Source: https://stlrecord.com, December 19, 2018
By: Sam Knef
In a bench trial set for Jan. 22 involving responsibility for environmental contamination clean-up costs, U.S. District Judge has determined she will be the gatekeeper on expert testimony.
The case involves Cooper Industries’ claims against Spectrum Brands, Inc., as well as Spectrum’s counter-claims, over a Macon, Mo. plant where trichloroethylene (TCE) was discovered and remediation was necessary.
According to Perry’s Dec. 3 order, the predecessor of Cooper—McGraw Edison—sold property and some plant sites to the predecessor of Spectrum Brands—Toastmaster—under an asset purchase agreement in 1980. To determine responsibility for the cost of clean up, the sides have filed claims of contribution under the Comprehensive Environmental Response, Compensation, and Liability Act.

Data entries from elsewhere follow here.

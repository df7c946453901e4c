//! End-to-end pipelines: unpack, repack, dump-header and error-inject.
//!
//! This is the thin orchestration layer the CLI drives. It owns all
//! filesystem I/O and directory bookkeeping; the codec modules it calls stay
//! pure. Output directory collisions are resolved by renaming the existing
//! directory to `<name>_backup_<k>`, `k` the smallest free positive integer.

use std::fs;
use std::path::{Path, PathBuf};

use log::debug;
use rand::rngs::ThreadRng;
use serde::Serialize;

use crate::encoder;
use crate::error::CodecError;
use crate::fault;
use crate::image::{self, SplitOutcome};
use crate::schema::{self, Schema, PAYLOAD_CHECKSUM_FIELD};
use crate::value::{Scope, Value};
use crate::decoder;

#[derive(Clone, Copy, Debug, PartialEq, Eq)]
pub enum FaultMode {
    Descriptor,
    Uuid,
    Image,
    Signkey,
    Largefile,
}

impl FaultMode {
    pub fn parse(s: &str) -> Option<Self> {
        Some(match s {
            "descriptor" => Self::Descriptor,
            "UUID" | "uuid" => Self::Uuid,
            "image" => Self::Image,
            "signkey" => Self::Signkey,
            "largefile" => Self::Largefile,
            _ => return None,
        })
    }
}

pub struct UnpackReport {
    pub header_crc_match: bool,
    pub payload_crc_match: Option<bool>,
    pub unpack_dir: PathBuf,
}

impl UnpackReport {
    /// Per §6: exit status is success regardless of CRC outcome; this is
    /// only the summary callers print.
    pub fn compliant(&self) -> bool {
        self.header_crc_match && self.payload_crc_match.unwrap_or(true)
    }
}

fn schema_err(message: impl Into<String>) -> CodecError {
    CodecError::SchemaError {
        path: Default::default(),
        message: message.into(),
    }
}

fn load_schema(spec_version: &str) -> Result<Schema, CodecError> {
    schema::load_embedded(spec_version).map_err(schema_err)
}

/// Renames an existing directory out of the way (to `<name>_backup_<k>`)
/// before (re)creating it fresh.
fn make_fresh_dir(dir: &Path) -> Result<(), CodecError> {
    if dir.exists() {
        let parent = dir.parent().unwrap_or_else(|| Path::new("."));
        let name = dir
            .file_name()
            .ok_or_else(|| schema_err(format!("output path `{}` has no file name", dir.display())))?
            .to_string_lossy()
            .into_owned();
        let mut k = 1u32;
        loop {
            let candidate = parent.join(format!("{name}_backup_{k}"));
            if !candidate.exists() {
                fs::rename(dir, &candidate)?;
                break;
            }
            k += 1;
        }
    }
    fs::create_dir_all(dir)?;
    Ok(())
}

fn write_header_json(path: &Path, document: &Scope) -> Result<(), CodecError> {
    let mut buf = Vec::new();
    let formatter = serde_json::ser::PrettyFormatter::with_indent(b"    ");
    let mut ser = serde_json::Serializer::with_formatter(&mut buf, formatter);
    document
        .serialize(&mut ser)
        .map_err(|e| schema_err(format!("failed to serialize header.json: {e}")))?;
    fs::write(path, buf)?;
    Ok(())
}

fn read_header_json(path: &Path) -> Result<Scope, CodecError> {
    let text = fs::read_to_string(path)?;
    serde_json::from_str(&text).map_err(|e| schema_err(format!("failed to parse {}: {e}", path.display())))
}

fn component_count(document: &Scope) -> Result<usize, CodecError> {
    document
        .get("ComponentImageInformationArea")
        .and_then(Value::as_map)
        .and_then(|m| m.get("ComponentImageInformation"))
        .and_then(Value::as_list)
        .map(|l| l.len())
        .ok_or_else(|| schema_err("document has no ComponentImageInformationArea.ComponentImageInformation"))
}

fn image_file_names(document: &Scope) -> Result<Vec<String>, CodecError> {
    let list = document
        .get("ComponentImageInformationArea")
        .and_then(Value::as_map)
        .and_then(|m| m.get("ComponentImageInformation"))
        .and_then(Value::as_list)
        .ok_or_else(|| schema_err("document has no ComponentImageInformationArea.ComponentImageInformation"))?;
    list.iter()
        .enumerate()
        .map(|(i, elem)| {
            let elem = elem.as_map().ok_or_else(|| schema_err(format!("ComponentImageInformation[{i}] is not an object")))?;
            let id = elem
                .get("ComponentIdentifier")
                .and_then(Value::as_text)
                .ok_or_else(|| schema_err(format!("ComponentImageInformation[{i}] missing ComponentIdentifier")))?;
            let ver = elem
                .get("ComponentVersionString")
                .and_then(Value::as_text)
                .ok_or_else(|| schema_err(format!("ComponentImageInformation[{i}] missing ComponentVersionString")))?;
            Ok(format!("{id}_{ver}_image_{i}.bin"))
        })
        .collect()
}

const REMAINING_FILE: &str = "remaining_firmwareData.bin";

/// Unpacks `input` into `<output_dir>/unpack/`: `header.json`, one `.bin`
/// per component image, and `remaining_firmwareData.bin`. When
/// `dump_header` is set, only `header.json` is written.
pub fn unpack(input: &Path, spec_version: &str, output_dir: &Path, dump_header: bool) -> Result<UnpackReport, CodecError> {
    debug!("loading schema {spec_version}");
    let schema = load_schema(spec_version)?;
    let bytes = fs::read(input)?;
    debug!("decoding header ({} bytes)", bytes.len());
    let outcome = decoder::decode(&schema, &bytes)?;

    let unpack_dir = output_dir.join("unpack");
    make_fresh_dir(&unpack_dir)?;
    write_header_json(&unpack_dir.join("header.json"), &outcome.document)?;

    let header_crc_match = outcome.header_checksum_valid.unwrap_or(true);
    let mut payload_crc_match = None;

    if !dump_header {
        debug!("splitting component images");
        let split = image::split_images(&outcome.document, &bytes)?;
        for img in &split.images {
            fs::write(unpack_dir.join(&img.file_name), &img.bytes)?;
        }
        fs::write(unpack_dir.join(REMAINING_FILE), &split.remaining)?;
        payload_crc_match = payload_checksum_flag(&schema, &outcome.document, &split);
    }

    Ok(UnpackReport {
        header_crc_match,
        payload_crc_match,
        unpack_dir,
    })
}

fn payload_checksum_flag(schema: &Schema, document: &Scope, split: &SplitOutcome) -> Option<bool> {
    if !schema.has_payload_checksum() {
        return None;
    }
    let stored = document.get(PAYLOAD_CHECKSUM_FIELD).and_then(Value::as_u64);
    match (stored, split.payload_crc) {
        (Some(stored), Some(computed)) => Some(stored == computed as u64),
        _ => None,
    }
}

/// Reads `<output_dir>/unpack/header.json` and the component image/signature
/// files next to it, re-encodes the header, and writes
/// `<output_dir>/repack/repacked_data.fwpkg`.
pub fn repack(output_dir: &Path, spec_version: &str) -> Result<PathBuf, CodecError> {
    debug!("loading schema {spec_version}");
    let schema = load_schema(spec_version)?;
    let unpack_dir = output_dir.join("unpack");
    let mut document = read_header_json(&unpack_dir.join("header.json"))?;

    let file_names = image_file_names(&document)?;
    let images: Vec<Vec<u8>> = file_names
        .iter()
        .map(|name| fs::read(unpack_dir.join(name)).map_err(CodecError::from))
        .collect::<Result<_, _>>()?;
    let remaining_path = unpack_dir.join(REMAINING_FILE);
    let remaining = remaining_path.exists().then(|| fs::read(&remaining_path)).transpose()?;

    debug!("encoding header from {}", unpack_dir.join("header.json").display());
    let mut header = encoder::encode(&schema, &document)?;
    fs::write(output_dir.join("header_info.bin"), &header.bytes)?;
    debug!("joining {} component image(s)", images.len());
    let mut bundle = image::join_images(&header.bytes, &document, &images, remaining.as_deref())?;

    if schema.has_payload_checksum() {
        debug!("recomputing payload checksum and re-emitting header");
        let header_len = header.bytes.len();
        let payload_end = bundle.len() - remaining.as_ref().map_or(0, Vec::len);
        let crc = crc32(&bundle[header_len..payload_end]);
        document.insert(PAYLOAD_CHECKSUM_FIELD.to_string(), Value::Int(crc as u64));
        header = encoder::encode(&schema, &document)?;
        fs::write(output_dir.join("header_info.bin"), &header.bytes)?;
        bundle = image::join_images(&header.bytes, &document, &images, remaining.as_deref())?;
    }

    let repack_dir = output_dir.join("repack");
    make_fresh_dir(&repack_dir)?;
    let out_path = repack_dir.join("repacked_data.fwpkg");
    fs::write(&out_path, &bundle)?;
    Ok(out_path)
}

fn crc32(bytes: &[u8]) -> u32 {
    use crc::{Crc, CRC_32_ISO_HDLC};
    const CRC32: Crc<u32> = Crc::<u32>::new(&CRC_32_ISO_HDLC);
    CRC32.checksum(bytes)
}

/// Unpacks `input`, mutates the decoded document or an extracted file
/// according to `mode`, recomputes the header checksum, and repacks into
/// `output_dir`.
pub fn error_inject(input: &Path, spec_version: &str, output_dir: &Path, mode: FaultMode) -> Result<PathBuf, CodecError> {
    load_schema(spec_version)?; // fail fast on an unknown spec version
    let report = unpack(input, spec_version, output_dir, false)?;
    debug!("applying {mode:?} fault");
    let mut rng: ThreadRng = rand::thread_rng();

    match mode {
        FaultMode::Descriptor => {
            let mut document = read_header_json(&report.unpack_dir.join("header.json"))?;
            fault::flip_descriptor(&mut document, &mut rng)?;
            write_header_json(&report.unpack_dir.join("header.json"), &document)?;
        }
        FaultMode::Uuid => {
            let mut document = read_header_json(&report.unpack_dir.join("header.json"))?;
            fault::flip_uuid_descriptor(&mut document, &mut rng)?;
            write_header_json(&report.unpack_dir.join("header.json"), &document)?;
        }
        FaultMode::Image => {
            let document = read_header_json(&report.unpack_dir.join("header.json"))?;
            let count = component_count(&document)?;
            if count == 0 {
                return Err(schema_err("no component images to corrupt"));
            }
            let names = image_file_names(&document)?;
            let path = report.unpack_dir.join(&names[0]);
            let mut bytes = fs::read(&path)?;
            fault::flip_image_bytes(&mut bytes);
            fs::write(&path, bytes)?;
        }
        FaultMode::Signkey => {
            let path = report.unpack_dir.join(REMAINING_FILE);
            let mut bytes = fs::read(&path)?;
            fault::flip_signkey_bytes(&mut bytes);
            fs::write(&path, bytes)?;
        }
        FaultMode::Largefile => {
            let path = report.unpack_dir.join(REMAINING_FILE);
            let mut bytes = fs::read(&path).unwrap_or_default();
            fault::grow_largefile(&mut bytes, &mut rng);
            fs::write(&path, bytes)?;
        }
    }

    // repack() recomputes PackageHeaderChecksum unconditionally, so the
    // corrupted package still parses; the injected fault is semantic, not
    // structural (§4.5).
    repack(output_dir, spec_version)
}

#[cfg(test)]
mod tests {
    use super::*;
    use std::fs;

    fn sample_package() -> Vec<u8> {
        use crc::{Crc, CRC_32_ISO_HDLC};
        const CRC32: Crc<u32> = Crc::<u32>::new(&CRC_32_ISO_HDLC);
        let mut bytes = Vec::new();
        bytes.extend_from_slice(&[0xAA; 16]);
        bytes.push(0x01);
        bytes.extend_from_slice(&0u16.to_le_bytes());
        bytes.extend_from_slice(&[0xe0, 0x01, 0x40, 0x42, 0x0f, 0x1e, 0x0f, 0x0a, 0x0f, 0x01, 0xe7, 0x07, 0x06]);
        bytes.extend_from_slice(&16u16.to_le_bytes());
        bytes.push(1);
        let version = b"1.0.0";
        bytes.push(version.len() as u8);
        bytes.extend_from_slice(version);

        bytes.push(1);
        let record_start = bytes.len();
        bytes.extend_from_slice(&0u16.to_le_bytes());
        bytes.push(1);
        bytes.extend_from_slice(&0u32.to_le_bytes());
        bytes.push(1);
        let set_version = b"v1";
        bytes.push(set_version.len() as u8);
        bytes.extend_from_slice(&0u16.to_le_bytes());
        bytes.extend_from_slice(&[0xFF, 0xFF]);
        bytes.extend_from_slice(set_version);

        bytes.extend_from_slice(&1u16.to_le_bytes());
        bytes.extend_from_slice(&2u16.to_le_bytes());
        bytes.extend_from_slice(&[0x34, 0x12]);

        let record_len = (bytes.len() - record_start) as u16;
        let record_len_bytes = record_len.to_le_bytes();
        bytes[record_start] = record_len_bytes[0];
        bytes[record_start + 1] = record_len_bytes[1];

        bytes.extend_from_slice(&1u16.to_le_bytes()); // ComponentImageCount = 1
        bytes.extend_from_slice(&0u16.to_le_bytes()); // ComponentClassification
        bytes.extend_from_slice(&[0x01, 0x00]); // ComponentIdentifier hex-le
        bytes.extend_from_slice(&0u32.to_le_bytes()); // ComponentComparisonStamp
        bytes.extend_from_slice(&0u16.to_le_bytes()); // ComponentOptions
        bytes.extend_from_slice(&0u16.to_le_bytes()); // RequestedComponentActivationMethod
        let offset_pos = bytes.len();
        bytes.extend_from_slice(&0u32.to_le_bytes()); // ComponentLocationOffset placeholder
        bytes.extend_from_slice(&16u32.to_le_bytes()); // ComponentSize
        bytes.push(1); // ComponentVersionStringType
        bytes.push(2); // ComponentVersionStringLength
        bytes.extend_from_slice(&0u32.to_le_bytes()); // ComponentOpaqueDataLength
        bytes.extend_from_slice(b"v1"); // ComponentVersionString

        let header_size = (bytes.len() + 4) as u16;
        let size_bytes = header_size.to_le_bytes();
        bytes[17] = size_bytes[0];
        bytes[18] = size_bytes[1];
        let offset_bytes = (header_size as u32).to_le_bytes();
        bytes[offset_pos..offset_pos + 4].copy_from_slice(&offset_bytes);

        let crc = CRC32.checksum(&bytes);
        bytes.extend_from_slice(&crc.to_le_bytes());

        bytes.extend((0u8..16).collect::<Vec<_>>()); // component image bytes
        bytes.extend_from_slice(&[0xDE, 0xAD]); // trailing signature
        bytes
    }

    #[test]
    fn unpack_then_repack_round_trips() {
        let dir = std::env::temp_dir().join(format!("pldm-fwpkg-test-{}", std::process::id()));
        let _ = fs::remove_dir_all(&dir);
        fs::create_dir_all(&dir).unwrap();
        let input = dir.join("sample.fwpkg");
        fs::write(&input, sample_package()).unwrap();

        let report = unpack(&input, "pldm_spec_1.1.0", &dir, false).unwrap();
        assert!(report.header_crc_match);
        assert_eq!(report.payload_crc_match, None); // 1.1.0 has no payload checksum

        let repacked_path = repack(&dir, "pldm_spec_1.1.0").unwrap();
        let repacked = fs::read(&repacked_path).unwrap();
        let original = sample_package();
        assert_eq!(repacked, original);

        let _ = fs::remove_dir_all(&dir);
    }

    #[test]
    fn directory_collisions_are_backed_up() {
        let dir = std::env::temp_dir().join(format!("pldm-fwpkg-backup-test-{}", std::process::id()));
        let _ = fs::remove_dir_all(&dir);
        fs::create_dir_all(dir.join("unpack")).unwrap();
        fs::write(dir.join("unpack").join("marker.txt"), b"first").unwrap();

        make_fresh_dir(&dir.join("unpack")).unwrap();
        assert!(dir.join("unpack_backup_1").join("marker.txt").exists());
        assert!(dir.join("unpack").exists());
        assert!(!dir.join("unpack").join("marker.txt").exists());

        let _ = fs::remove_dir_all(&dir);
    }
}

Perry denied motions in limine brought by both sides to exclude certain experts from testifying at what is expected to be a four-day trial. The purpose of excluding certain witnesses was to ensure that “only reliable and relevant expert testimony is presented to a jury,” Perry’s order states.
“In non-jury trials such as this one, there is less need for the Court to exercise this gatekeeping function ‘when the gatekeeper is keeping the gate only for [her]self,’” she wrote. “Thus, Daubert’s application is relaxed for bench trials.”
She further stated that a party’s “mere disagreement” with a witness’s assumptions and methodologies did not warrant exclusion of their testimony.
“If a party thinks other assumptions and methodologies are more appropriate, it may make this apparent through cross-examination and its own expert witnesses,” she wrote.
“I have substantial discretion in determining whether expert testimony should be allowed. If I am satisfied with the expert’s knowledge, skill, experience, training, or education, and the expert’s testimony is reasonably based on that expertise, admitting the testimony is not an abuse of discretion.”
Perry indicated that six hours of trial can be expected each day, with a total limit of 24 hours. She wrote that each side will have 12 hours to complete its case, and any time a party spends on examination or cross-examination will be counted toward the total, as will opening and closing arguments, and any motions or objections.
“Additionally, of course, any deposition testimony must either be played on video or read in court, and the time spent doing so will be included in the 12 hour time limit,” Perry wrote.